§ **YOUR TASK**
Nothing in the records may be altered, so transcribe them exactly.

§ **EXTRACTED DATA**
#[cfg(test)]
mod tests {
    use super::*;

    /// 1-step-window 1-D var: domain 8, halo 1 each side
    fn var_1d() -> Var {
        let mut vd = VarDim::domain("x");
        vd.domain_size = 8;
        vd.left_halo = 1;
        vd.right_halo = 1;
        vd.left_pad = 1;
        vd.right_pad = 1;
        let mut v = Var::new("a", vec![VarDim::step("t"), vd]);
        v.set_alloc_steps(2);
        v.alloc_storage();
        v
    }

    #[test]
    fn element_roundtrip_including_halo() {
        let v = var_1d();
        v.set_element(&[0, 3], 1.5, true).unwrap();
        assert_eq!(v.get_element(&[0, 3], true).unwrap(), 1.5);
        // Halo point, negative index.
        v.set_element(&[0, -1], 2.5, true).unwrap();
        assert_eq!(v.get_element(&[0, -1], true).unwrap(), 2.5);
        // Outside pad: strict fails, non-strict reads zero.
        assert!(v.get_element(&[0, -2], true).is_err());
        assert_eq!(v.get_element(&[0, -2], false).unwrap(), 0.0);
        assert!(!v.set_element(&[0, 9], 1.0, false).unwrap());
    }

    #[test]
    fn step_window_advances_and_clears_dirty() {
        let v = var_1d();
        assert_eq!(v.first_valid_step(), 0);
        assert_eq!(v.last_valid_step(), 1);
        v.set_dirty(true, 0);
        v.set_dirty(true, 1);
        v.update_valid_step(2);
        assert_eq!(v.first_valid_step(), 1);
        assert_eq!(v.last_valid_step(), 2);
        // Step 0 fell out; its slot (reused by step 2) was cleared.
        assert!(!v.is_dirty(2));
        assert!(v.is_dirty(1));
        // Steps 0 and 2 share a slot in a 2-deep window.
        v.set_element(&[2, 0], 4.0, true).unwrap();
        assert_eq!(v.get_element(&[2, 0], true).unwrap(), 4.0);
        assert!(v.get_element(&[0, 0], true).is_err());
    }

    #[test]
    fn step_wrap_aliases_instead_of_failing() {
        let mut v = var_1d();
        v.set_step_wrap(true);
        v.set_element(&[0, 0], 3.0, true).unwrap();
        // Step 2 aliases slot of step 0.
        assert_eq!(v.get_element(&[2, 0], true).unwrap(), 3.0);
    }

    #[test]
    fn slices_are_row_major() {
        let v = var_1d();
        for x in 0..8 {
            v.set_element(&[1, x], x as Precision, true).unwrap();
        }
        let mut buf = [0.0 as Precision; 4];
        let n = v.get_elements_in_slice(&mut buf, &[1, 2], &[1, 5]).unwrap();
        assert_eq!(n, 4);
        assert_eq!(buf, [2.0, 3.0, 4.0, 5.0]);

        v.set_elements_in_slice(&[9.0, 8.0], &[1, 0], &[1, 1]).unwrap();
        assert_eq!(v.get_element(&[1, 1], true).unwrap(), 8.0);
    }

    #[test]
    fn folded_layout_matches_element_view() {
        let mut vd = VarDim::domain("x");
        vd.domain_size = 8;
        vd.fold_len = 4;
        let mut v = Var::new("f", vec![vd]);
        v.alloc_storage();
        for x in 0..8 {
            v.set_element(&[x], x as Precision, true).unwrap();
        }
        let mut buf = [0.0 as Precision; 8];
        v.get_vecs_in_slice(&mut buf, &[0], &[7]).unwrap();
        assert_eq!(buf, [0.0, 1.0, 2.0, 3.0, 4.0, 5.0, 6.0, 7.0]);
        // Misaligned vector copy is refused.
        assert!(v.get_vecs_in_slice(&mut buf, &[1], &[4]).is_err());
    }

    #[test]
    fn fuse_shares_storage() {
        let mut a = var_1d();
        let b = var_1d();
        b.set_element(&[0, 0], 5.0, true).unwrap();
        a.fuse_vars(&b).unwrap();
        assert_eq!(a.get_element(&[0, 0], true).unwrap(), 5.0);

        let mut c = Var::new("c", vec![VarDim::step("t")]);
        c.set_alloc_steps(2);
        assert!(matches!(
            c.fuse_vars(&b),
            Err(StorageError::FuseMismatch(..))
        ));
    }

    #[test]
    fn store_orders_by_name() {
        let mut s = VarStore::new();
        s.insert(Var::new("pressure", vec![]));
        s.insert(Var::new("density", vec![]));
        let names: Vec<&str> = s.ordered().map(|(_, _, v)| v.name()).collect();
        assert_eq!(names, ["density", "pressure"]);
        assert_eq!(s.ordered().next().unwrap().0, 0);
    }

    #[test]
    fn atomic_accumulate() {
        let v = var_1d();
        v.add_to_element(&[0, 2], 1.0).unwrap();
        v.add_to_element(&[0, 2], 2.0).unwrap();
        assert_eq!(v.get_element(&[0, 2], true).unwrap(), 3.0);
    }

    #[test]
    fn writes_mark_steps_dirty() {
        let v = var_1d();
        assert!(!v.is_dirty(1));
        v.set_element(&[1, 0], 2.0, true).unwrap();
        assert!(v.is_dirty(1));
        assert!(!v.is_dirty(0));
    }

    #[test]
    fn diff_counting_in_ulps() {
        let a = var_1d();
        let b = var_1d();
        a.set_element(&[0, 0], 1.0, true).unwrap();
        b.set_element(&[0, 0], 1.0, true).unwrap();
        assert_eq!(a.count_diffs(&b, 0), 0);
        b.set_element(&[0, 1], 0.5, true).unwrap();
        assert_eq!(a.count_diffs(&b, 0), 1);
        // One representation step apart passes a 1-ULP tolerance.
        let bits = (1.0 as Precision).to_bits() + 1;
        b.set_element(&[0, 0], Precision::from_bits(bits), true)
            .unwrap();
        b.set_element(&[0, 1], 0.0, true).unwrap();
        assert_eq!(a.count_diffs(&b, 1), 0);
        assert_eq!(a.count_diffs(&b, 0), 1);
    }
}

§ **WRITTEN RESPONSE**
#[cfg(test)]
mod tests {
    use super::*;

    /// 1-step-window 1-D var: domain 8, halo 1 each side
    fn var_1d() -> Var {
        let mut vd = VarDim::domain("x");
        vd.domain_size = 8;
        vd.left_halo = 1;
        vd.right_halo = 1;
        vd.left_pad = 1;
        vd.right_pad = 1;
        let mut v = Var::new("a", vec![VarDim::step("t"), vd]);
        v.set_alloc_steps(2);
        v.alloc_storage();
        v
    }

    #[test]
    fn element_roundtrip_including_halo() {
        let v = var_1d();
        v.set_element(&[0, 3], 1.5, true).unwrap();
        assert_eq!(v.get_element(&[0, 3], true).unwrap(), 1.5);
        // Halo point, negative index.
        v.set_element(&[0, -1], 2.5, true).unwrap();
        assert_eq!(v.get_element(&[0, -1], true).unwrap(), 2.5);
        // Outside pad: strict fails, non-strict reads zero.
        assert!(v.get_element(&[0, -2], true).is_err());
        assert_eq!(v.get_element(&[0, -2], false).unwrap(), 0.0);
        assert!(!v.set_element(&[0, 9], 1.0, false).unwrap());
    }

    #[test]
    fn step_window_advances_and_clears_dirty() {
        let v = var_1d();
        assert_eq!(v.first_valid_step(), 0);
        assert_eq!(v.last_valid_step(), 1);
        v.set_dirty(true, 0);
        v.set_dirty(true, 1);
        v.update_valid_step(2);
        assert_eq!(v.first_valid_step(), 1);
        assert_eq!(v.last_valid_step(), 2);
        // Step 0 fell out; its slot (reused by step 2) was cleared.
        assert!(!v.is_dirty(2));
        assert!(v.is_dirty(1));
        // Steps 0 and 2 share a slot in a 2-deep window.
        v.set_element(&[2, 0], 4.0, true).unwrap();
        assert_eq!(v.get_element(&[2, 0], true).unwrap(), 4.0);
        assert!(v.get_element(&[0, 0], true).is_err());
    }

    #[test]
    fn step_wrap_aliases_instead_of_failing() {
        let mut v = var_1d();
        v.set_step_wrap(true);
        v.set_element(&[0, 0], 3.0, true).unwrap();
        // Step 2 aliases slot of step 0.
        assert_eq!(v.get_element(&[2, 0], true).unwrap(), 3.0);
    }

    #[test]
    fn slices_are_row_major() {
        let v = var_1d();
        for x in 0..8 {
            v.set_element(&[1, x], x as Precision, true).unwrap();
        }
        let mut buf = [0.0 as Precision; 4];
        let n = v.get_elements_in_slice(&mut buf, &[1, 2], &[1, 5]).unwrap();
        assert_eq!(n, 4);
        assert_eq!(buf, [2.0, 3.0, 4.0, 5.0]);

        v.set_elements_in_slice(&[9.0, 8.0], &[1, 0], &[1, 1]).unwrap();
        assert_eq!(v.get_element(&[1, 1], true).unwrap(), 8.0);
    }

    #[test]
    fn folded_layout_matches_element_view() {
        let mut vd = VarDim::domain("x");
        vd.domain_size = 8;
        vd.fold_len = 4;
        let mut v = Var::new("f", vec![vd]);
        v.alloc_storage();
        for x in 0..8 {
            v.set_element(&[x], x as Precision, true).unwrap();
        }
        let mut buf = [0.0 as Precision; 8];
        v.get_vecs_in_slice(&mut buf, &[0], &[7]).unwrap();
        assert_eq!(buf, [0.0, 1.0, 2.0, 3.0, 4.0, 5.0, 6.0, 7.0]);
        // Misaligned vector copy is refused.
        assert!(v.get_vecs_in_slice(&mut buf, &[1], &[4]).is_err());
    }

    #[test]
    fn fuse_shares_storage() {
        let mut a = var_1d();
        let b = var_1d();
        b.set_element(&[0, 0], 5.0, true).unwrap();
        a.fuse_vars(&b).unwrap();
        assert_eq!(a.get_element(&[0, 0], true).unwrap(), 5.0);

        let mut c = Var::new("c", vec![VarDim::step("t")]);
        c.set_alloc_steps(2);
        assert!(matches!(
            c.fuse_vars(&b),
            Err(StorageError::FuseMismatch(..))
        ));
    }

    #[test]
    fn store_orders_by_name() {
        let mut s = VarStore::new();
        s.insert(Var::new("pressure", vec![]));
        s.insert(Var::new("density", vec![]));
        let names: Vec<&str> = s.ordered().map(|(_, _, v)| v.name()).collect();
        assert_eq!(names, ["density", "pressure"]);
        assert_eq!(s.ordered().next().unwrap().0, 0);
    }

    #[test]
    fn atomic_accumulate() {
        let v = var_1d();
        v.add_to_element(&[0, 2], 1.0).unwrap();
        v.add_to_element(&[0, 2], 2.0).unwrap();
        assert_eq!(v.get_element(&[0, 2], true).unwrap(), 3.0);
    }

    #[test]
    fn writes_mark_steps_dirty() {
        let v = var_1d();
        assert!(!v.is_dirty(1));
        v.set_element(&[1, 0], 2.0, true).unwrap();
        assert!(v.is_dirty(1));
        assert!(!v.is_dirty(0));
    }

    #[test]
    fn diff_counting_in_ulps() {
        let a = var_1d();
        let b = var_1d();
        a.set_element(&[0, 0], 1.0, true).unwrap();
        b.set_element(&[0, 0], 1.0, true).unwrap();
        assert_eq!(a.count_diffs(&b, 0), 0);
        b.set_element(&[0, 1], 0.5, true).unwrap();
        assert_eq!(a.count_diffs(&b, 0), 1);
        // One representation step apart passes a 1-ULP tolerance.
        let bits = (1.0 as Precision).to_bits() + 1;
        b.set_element(&[0, 0], Precision::from_bits(bits), true)
            .unwrap();
        b.set_element(&[0, 1], 0.0, true).unwrap();
        assert_eq!(a.count_diffs(&b, 1), 0);
        assert_eq!(a.count_diffs(&b, 0), 1);
    }
}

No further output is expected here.